Scan the records below, and wherever a line has the word "else", pull it out.

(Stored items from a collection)
· · · ·

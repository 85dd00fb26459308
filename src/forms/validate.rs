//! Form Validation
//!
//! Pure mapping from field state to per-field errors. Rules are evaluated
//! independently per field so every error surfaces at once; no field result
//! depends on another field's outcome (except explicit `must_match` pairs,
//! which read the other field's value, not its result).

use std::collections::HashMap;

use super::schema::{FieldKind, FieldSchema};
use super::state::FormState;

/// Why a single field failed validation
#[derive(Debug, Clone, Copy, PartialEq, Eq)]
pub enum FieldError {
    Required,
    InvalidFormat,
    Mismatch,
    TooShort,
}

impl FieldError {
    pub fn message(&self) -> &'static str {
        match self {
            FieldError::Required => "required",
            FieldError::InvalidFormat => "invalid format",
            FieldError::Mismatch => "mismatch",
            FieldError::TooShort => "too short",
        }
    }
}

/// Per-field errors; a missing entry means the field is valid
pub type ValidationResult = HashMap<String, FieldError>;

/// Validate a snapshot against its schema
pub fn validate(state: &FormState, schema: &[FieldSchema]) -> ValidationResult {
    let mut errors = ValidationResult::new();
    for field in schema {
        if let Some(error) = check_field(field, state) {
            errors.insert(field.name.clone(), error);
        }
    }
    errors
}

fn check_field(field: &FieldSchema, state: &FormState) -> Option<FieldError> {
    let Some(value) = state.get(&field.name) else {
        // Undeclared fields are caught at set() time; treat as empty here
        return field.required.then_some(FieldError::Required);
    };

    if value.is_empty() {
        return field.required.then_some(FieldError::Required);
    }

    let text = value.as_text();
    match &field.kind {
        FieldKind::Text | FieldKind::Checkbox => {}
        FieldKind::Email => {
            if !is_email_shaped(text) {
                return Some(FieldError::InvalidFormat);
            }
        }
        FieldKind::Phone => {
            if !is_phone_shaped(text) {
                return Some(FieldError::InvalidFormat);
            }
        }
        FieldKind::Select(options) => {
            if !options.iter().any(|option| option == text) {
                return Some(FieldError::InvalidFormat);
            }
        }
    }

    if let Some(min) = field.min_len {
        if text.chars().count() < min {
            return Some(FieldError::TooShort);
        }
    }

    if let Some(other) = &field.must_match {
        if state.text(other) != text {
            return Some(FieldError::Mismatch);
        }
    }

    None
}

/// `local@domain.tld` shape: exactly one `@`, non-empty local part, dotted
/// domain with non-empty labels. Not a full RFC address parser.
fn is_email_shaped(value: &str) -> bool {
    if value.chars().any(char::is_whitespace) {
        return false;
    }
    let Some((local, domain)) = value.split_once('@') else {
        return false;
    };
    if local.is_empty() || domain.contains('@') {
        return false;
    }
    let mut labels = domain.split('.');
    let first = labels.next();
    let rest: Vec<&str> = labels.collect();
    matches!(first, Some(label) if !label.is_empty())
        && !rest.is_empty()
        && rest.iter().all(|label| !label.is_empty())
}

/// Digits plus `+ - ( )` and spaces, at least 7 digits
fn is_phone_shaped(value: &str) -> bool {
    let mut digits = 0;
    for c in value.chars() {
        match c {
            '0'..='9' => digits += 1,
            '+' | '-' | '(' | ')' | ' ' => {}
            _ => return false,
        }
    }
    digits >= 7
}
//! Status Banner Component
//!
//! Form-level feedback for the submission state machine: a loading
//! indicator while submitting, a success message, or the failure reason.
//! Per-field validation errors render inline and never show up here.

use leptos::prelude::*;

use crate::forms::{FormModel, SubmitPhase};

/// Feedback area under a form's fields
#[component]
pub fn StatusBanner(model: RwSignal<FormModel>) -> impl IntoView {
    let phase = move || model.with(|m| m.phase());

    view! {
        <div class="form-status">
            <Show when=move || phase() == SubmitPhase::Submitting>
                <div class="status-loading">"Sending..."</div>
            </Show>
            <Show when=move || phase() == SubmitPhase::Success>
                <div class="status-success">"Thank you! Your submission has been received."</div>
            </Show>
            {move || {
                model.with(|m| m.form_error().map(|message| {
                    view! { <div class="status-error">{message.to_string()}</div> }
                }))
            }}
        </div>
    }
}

· · · ·

Response to this task:
    let Some(value) = state.get(&field.name) else {
    let Some((local, domain)) = value.split_once('@') else {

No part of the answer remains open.